PortAudio will continue to call your callback and process audio until you stop the stream. This can be done in one of several ways, but, before we do so, we'll want to see that some of our audio gets processed by sleeping for a few seconds. This is easy to do with Pa_Sleep(), which is used by many of the examples in the patests/ directory for exactly this purpose. Note that, for a variety of reasons, you can not rely on this function for accurate scheduling, so your stream may not run for exactly the same amount of time as you expect, but it's good enough for our example.

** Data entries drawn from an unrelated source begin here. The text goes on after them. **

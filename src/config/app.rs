//! Main application configuration
//!
//! This module defines the configuration structures for the lobby service,
//! including environment variable loading, TOML file support, and validation.

use anyhow::{anyhow, Context, Result};
use serde::{Deserialize, Serialize};
use std::env;
use std::path::Path;
use std::time::Duration;

/// Main application configuration
#[derive(Debug, Clone, Default, Serialize, Deserialize)]
#[serde(default)]
pub struct AppConfig {
    pub service: ServiceSettings,
    pub lobby: LobbySettings,
}

/// Service-level settings
#[derive(Debug, Clone, Serialize, Deserialize)]
#[serde(default)]
pub struct ServiceSettings {
    /// Service name for logging and health responses
    pub name: String,
    /// Log level (trace, debug, info, warn, error)
    pub log_level: String,
    /// Host to bind the HTTP server to
    pub host: String,
    /// Port to bind the HTTP server to
    pub port: u16,
    /// Graceful shutdown timeout in seconds
    pub shutdown_timeout_seconds: u64,
}

/// Lobby-specific settings
#[derive(Debug, Clone, Serialize, Deserialize)]
#[serde(default)]
pub struct LobbySettings {
    /// Bound on conditional-write retries per mutating request
    pub max_swap_retries: u32,
}

impl Default for ServiceSettings {
    fn default() -> Self {
        Self {
            name: "seance-lobby".to_string(),
            log_level: "info".to_string(),
            host: "0.0.0.0".to_string(),
            port: 3005,
            shutdown_timeout_seconds: 30,
        }
    }
}

impl Default for LobbySettings {
    fn default() -> Self {
        Self {
            max_swap_retries: crate::lobby::DEFAULT_MAX_SWAP_RETRIES,
        }
    }
}

impl AppConfig {
    /// Load configuration from environment variables with fallback to defaults
    pub fn from_env() -> Result<Self> {
        let mut config = Self::default();

        if let Ok(name) = env::var("SERVICE_NAME") {
            config.service.name = name;
        }
        if let Ok(log_level) = env::var("LOG_LEVEL") {
            config.service.log_level = log_level;
        }
        if let Ok(host) = env::var("HTTP_HOST") {
            config.service.host = host;
        }
        if let Ok(port) = env::var("HTTP_PORT") {
            config.service.port = port
                .parse()
                .map_err(|_| anyhow!("Invalid HTTP_PORT value: {}", port))?;
        }
        if let Ok(timeout) = env::var("SHUTDOWN_TIMEOUT_SECONDS") {
            config.service.shutdown_timeout_seconds = timeout
                .parse()
                .map_err(|_| anyhow!("Invalid SHUTDOWN_TIMEOUT_SECONDS value: {}", timeout))?;
        }
        if let Ok(retries) = env::var("MAX_SWAP_RETRIES") {
            config.lobby.max_swap_retries = retries
                .parse()
                .map_err(|_| anyhow!("Invalid MAX_SWAP_RETRIES value: {}", retries))?;
        }

        validate_config(&config)?;
        Ok(config)
    }

    /// Load configuration from a TOML file
    pub fn from_file(path: &Path) -> Result<Self> {
        let raw = std::fs::read_to_string(path)
            .with_context(|| format!("Failed to read config file: {}", path.display()))?;
        let config: Self = toml::from_str(&raw)
            .with_context(|| format!("Failed to parse config file: {}", path.display()))?;

        validate_config(&config)?;
        Ok(config)
    }

    /// Get shutdown timeout as Duration
    pub fn shutdown_timeout(&self) -> Duration {
        Duration::from_secs(self.service.shutdown_timeout_seconds)
    }

    /// Socket address string the HTTP server binds to
    pub fn bind_addr(&self) -> String {
        format!("{}:{}", self.service.host, self.service.port)
    }
}

/// Validate configuration values
pub fn validate_config(config: &AppConfig) -> Result<()> {
    match config.service.log_level.to_lowercase().as_str() {
        "trace" | "debug" | "info" | "warn" | "error" => {}
        _ => return Err(anyhow!("Invalid log level: {}", config.service.log_level)),
    }

    if config.service.name.is_empty() {
        return Err(anyhow!("Service name cannot be empty"));
    }
    if config.service.port == 0 {
        return Err(anyhow!("HTTP port cannot be 0"));
    }
    if config.service.shutdown_timeout_seconds == 0 {
        return Err(anyhow!("Shutdown timeout must be greater than 0"));
    }
    if config.lobby.max_swap_retries == 0 {
        return Err(anyhow!("Swap retry bound must be greater than 0"));
    }

    Ok(())
}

/* Sleep for several seconds. */
Pa_Sleep(NUM_SECONDS*1000);

Now we need to stop playback. There are several ways to do this, the simplest of which is to call Pa_StopStream():

err = Pa_StopStream( stream );
if( err != paNoError ) goto error;

Pa_StopStream() is designed to make sure that the buffers you've processed in your callback are all played, which may cause some delay. Alternatively, you could call Pa_AbortStream(). On some platforms, aborting the stream is much faster and may cause some data processed by your callback not to be played.

Another way to stop the stream is to return either paComplete, or paAbort from your callback. paComplete ensures that the last buffer is played whereas paAbort stops the stream as soon as possible. If you stop the stream using this technique, you will need to call Pa_StopStream() before starting the stream again.